To do ::
Give back exactly the lines that run from the beginning of the entries to the line containing "use std::time::Duration;", both included, and nothing else.

Provided records ::
*****

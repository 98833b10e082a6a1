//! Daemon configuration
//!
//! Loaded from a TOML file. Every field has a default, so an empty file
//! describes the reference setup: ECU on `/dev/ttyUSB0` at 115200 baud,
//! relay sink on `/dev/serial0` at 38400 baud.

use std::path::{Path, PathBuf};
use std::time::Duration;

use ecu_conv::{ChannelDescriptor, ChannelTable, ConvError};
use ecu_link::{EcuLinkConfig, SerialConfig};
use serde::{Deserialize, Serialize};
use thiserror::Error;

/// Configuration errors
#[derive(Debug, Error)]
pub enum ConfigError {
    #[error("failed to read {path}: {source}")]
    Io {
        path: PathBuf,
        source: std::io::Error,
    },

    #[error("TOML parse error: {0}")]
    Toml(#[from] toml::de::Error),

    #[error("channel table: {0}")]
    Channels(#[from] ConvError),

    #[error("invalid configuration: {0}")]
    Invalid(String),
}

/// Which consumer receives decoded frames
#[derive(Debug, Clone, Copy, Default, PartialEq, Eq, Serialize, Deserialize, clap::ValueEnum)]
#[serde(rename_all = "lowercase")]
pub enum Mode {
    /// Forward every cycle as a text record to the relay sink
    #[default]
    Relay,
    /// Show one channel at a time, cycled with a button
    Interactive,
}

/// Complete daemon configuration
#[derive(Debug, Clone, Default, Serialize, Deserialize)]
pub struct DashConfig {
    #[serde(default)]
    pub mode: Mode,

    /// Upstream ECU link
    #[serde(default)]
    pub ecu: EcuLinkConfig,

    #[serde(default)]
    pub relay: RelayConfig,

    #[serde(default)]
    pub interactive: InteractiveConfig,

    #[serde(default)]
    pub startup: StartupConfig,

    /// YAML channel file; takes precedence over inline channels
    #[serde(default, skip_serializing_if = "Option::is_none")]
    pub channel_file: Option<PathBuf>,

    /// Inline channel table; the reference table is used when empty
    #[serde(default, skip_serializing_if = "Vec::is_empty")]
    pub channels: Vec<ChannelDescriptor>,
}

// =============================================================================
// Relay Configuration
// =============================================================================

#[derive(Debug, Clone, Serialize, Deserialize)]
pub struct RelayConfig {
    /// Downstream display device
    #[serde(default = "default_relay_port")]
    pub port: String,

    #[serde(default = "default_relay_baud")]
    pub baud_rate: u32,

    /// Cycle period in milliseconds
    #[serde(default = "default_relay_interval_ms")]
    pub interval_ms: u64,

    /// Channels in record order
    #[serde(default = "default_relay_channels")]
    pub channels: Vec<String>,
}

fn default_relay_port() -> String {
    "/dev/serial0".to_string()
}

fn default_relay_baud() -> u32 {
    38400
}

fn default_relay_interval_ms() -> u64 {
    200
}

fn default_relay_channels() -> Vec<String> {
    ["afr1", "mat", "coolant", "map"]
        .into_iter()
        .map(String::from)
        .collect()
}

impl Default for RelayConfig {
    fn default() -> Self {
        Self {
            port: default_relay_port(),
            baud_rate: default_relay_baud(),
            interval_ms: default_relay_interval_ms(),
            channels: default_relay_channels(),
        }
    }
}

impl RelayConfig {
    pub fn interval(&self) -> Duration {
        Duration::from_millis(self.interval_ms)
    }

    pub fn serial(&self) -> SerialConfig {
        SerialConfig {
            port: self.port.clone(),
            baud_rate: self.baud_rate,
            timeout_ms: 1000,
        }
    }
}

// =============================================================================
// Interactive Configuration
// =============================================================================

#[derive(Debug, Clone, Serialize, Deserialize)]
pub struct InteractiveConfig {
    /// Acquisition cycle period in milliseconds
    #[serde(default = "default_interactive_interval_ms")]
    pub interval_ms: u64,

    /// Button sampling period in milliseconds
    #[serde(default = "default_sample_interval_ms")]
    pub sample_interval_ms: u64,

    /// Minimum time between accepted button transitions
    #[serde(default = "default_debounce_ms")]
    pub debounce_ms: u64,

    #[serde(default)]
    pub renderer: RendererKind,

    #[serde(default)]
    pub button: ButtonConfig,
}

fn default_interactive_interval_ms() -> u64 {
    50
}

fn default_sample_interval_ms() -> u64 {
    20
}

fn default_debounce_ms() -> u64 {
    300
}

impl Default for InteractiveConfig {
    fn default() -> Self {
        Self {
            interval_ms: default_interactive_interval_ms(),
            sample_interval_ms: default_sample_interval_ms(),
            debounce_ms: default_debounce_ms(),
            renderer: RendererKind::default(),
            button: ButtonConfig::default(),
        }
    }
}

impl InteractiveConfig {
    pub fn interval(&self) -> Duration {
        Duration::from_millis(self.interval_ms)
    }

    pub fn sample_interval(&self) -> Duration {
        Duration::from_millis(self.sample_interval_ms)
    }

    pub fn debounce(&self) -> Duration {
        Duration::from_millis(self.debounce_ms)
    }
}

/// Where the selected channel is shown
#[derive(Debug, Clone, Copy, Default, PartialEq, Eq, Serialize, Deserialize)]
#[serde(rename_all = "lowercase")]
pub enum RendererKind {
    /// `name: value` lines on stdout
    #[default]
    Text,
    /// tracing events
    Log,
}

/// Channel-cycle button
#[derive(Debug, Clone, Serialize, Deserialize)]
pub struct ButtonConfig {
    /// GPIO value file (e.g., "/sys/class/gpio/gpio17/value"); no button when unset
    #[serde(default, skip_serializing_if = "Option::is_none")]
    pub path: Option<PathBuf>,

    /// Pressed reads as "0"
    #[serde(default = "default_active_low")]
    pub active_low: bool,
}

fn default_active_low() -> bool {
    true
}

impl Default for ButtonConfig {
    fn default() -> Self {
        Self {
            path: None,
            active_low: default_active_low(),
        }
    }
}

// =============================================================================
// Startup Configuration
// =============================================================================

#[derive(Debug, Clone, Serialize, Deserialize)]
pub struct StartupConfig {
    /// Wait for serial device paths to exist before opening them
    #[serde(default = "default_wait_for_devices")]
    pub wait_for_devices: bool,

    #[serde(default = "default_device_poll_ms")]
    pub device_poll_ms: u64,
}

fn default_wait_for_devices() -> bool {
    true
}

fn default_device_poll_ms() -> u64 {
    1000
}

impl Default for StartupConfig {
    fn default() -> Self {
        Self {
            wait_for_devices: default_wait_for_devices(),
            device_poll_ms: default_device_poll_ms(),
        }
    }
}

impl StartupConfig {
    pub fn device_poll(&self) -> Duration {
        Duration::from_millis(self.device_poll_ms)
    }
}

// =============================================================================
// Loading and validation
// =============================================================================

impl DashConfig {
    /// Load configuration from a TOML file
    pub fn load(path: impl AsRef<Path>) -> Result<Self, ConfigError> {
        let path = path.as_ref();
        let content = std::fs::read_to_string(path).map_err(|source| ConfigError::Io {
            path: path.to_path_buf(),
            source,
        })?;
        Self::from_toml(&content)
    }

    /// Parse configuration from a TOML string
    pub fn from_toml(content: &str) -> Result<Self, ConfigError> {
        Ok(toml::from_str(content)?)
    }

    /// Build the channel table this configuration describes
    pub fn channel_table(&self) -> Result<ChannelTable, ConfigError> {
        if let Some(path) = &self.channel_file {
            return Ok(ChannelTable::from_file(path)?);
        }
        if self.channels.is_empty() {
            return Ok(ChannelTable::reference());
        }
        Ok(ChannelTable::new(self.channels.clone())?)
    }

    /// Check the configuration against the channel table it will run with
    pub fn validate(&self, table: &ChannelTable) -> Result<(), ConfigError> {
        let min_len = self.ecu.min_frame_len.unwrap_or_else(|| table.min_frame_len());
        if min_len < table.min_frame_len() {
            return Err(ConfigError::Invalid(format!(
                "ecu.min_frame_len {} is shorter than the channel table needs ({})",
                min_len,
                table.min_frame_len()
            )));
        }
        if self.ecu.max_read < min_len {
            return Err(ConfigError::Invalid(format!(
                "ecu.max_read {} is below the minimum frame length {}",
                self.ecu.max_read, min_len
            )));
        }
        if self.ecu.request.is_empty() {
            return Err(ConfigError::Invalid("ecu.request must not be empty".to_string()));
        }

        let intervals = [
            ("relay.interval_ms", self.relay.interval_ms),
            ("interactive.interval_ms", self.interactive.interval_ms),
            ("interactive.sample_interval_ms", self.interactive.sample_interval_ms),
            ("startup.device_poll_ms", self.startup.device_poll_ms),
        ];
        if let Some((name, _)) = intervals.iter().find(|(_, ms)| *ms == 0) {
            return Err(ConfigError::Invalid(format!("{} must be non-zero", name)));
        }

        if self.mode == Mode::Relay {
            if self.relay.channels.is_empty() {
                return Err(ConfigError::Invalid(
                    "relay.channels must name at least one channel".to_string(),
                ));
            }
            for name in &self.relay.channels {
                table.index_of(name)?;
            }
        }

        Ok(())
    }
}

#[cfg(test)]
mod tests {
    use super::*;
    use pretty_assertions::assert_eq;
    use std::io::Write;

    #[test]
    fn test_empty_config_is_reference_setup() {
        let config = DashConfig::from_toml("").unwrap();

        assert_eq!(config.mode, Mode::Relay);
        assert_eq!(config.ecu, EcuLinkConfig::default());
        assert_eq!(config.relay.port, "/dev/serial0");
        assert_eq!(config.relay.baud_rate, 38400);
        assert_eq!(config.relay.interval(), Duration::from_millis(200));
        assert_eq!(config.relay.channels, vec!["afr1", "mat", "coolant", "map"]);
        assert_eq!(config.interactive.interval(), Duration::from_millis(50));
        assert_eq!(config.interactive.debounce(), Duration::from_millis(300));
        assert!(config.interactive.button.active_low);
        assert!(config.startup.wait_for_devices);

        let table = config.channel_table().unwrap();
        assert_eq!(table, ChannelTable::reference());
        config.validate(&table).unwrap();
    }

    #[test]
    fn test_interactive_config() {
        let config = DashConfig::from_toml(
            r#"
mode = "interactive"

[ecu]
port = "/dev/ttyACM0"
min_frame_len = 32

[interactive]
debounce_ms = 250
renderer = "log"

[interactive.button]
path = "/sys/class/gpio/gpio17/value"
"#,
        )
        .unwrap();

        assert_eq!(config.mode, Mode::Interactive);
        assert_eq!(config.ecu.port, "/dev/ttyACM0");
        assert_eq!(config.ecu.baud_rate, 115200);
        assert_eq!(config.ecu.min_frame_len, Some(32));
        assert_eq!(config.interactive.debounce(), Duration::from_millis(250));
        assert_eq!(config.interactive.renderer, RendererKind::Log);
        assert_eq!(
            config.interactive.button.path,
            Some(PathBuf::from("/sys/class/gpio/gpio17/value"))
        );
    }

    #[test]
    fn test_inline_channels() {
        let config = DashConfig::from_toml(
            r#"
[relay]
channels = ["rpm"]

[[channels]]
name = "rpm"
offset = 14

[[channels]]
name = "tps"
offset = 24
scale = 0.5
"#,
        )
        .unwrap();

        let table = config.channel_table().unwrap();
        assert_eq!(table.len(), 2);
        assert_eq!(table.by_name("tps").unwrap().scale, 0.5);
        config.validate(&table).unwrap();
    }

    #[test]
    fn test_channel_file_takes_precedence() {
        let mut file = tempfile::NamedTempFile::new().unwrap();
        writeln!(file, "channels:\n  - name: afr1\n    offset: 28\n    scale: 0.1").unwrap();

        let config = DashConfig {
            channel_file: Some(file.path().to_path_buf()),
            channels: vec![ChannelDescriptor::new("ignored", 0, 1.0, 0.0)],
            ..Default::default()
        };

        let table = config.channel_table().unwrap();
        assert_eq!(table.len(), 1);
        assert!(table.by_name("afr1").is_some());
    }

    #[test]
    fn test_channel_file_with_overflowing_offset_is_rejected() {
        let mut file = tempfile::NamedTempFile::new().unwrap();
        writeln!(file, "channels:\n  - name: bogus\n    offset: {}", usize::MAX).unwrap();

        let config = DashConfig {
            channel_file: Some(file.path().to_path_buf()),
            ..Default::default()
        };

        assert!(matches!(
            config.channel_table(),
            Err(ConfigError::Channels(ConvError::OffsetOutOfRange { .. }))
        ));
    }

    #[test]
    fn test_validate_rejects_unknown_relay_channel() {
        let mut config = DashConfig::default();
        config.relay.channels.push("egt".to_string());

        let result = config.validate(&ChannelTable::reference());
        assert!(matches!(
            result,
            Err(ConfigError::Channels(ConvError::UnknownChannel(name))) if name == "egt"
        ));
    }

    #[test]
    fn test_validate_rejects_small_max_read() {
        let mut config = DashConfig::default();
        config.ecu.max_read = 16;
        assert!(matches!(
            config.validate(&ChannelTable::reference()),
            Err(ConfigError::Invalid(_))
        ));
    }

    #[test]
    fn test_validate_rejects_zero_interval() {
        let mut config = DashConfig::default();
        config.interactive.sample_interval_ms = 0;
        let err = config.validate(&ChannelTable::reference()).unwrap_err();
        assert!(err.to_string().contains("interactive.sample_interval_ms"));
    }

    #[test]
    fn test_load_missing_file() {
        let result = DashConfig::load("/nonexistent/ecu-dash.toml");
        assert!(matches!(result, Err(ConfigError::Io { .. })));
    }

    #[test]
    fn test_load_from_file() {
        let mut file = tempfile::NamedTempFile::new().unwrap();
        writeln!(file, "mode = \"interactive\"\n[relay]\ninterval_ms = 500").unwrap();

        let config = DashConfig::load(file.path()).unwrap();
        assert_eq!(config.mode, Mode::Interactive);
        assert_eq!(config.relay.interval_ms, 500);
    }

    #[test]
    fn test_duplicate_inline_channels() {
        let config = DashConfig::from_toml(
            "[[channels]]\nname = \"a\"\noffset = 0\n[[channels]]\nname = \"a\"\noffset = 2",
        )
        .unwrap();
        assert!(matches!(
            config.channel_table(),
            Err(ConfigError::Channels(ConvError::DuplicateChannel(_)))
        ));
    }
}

*****

Solution to this task ::
repository 98833b10e082a6a1
//! Daemon configuration
//!
//! Loaded from a TOML file. Every field has a default, so an empty file
//! describes the reference setup: ECU on `/dev/ttyUSB0` at 115200 baud,
//! relay sink on `/dev/serial0` at 38400 baud.

use std::path::{Path, PathBuf};
use std::time::Duration;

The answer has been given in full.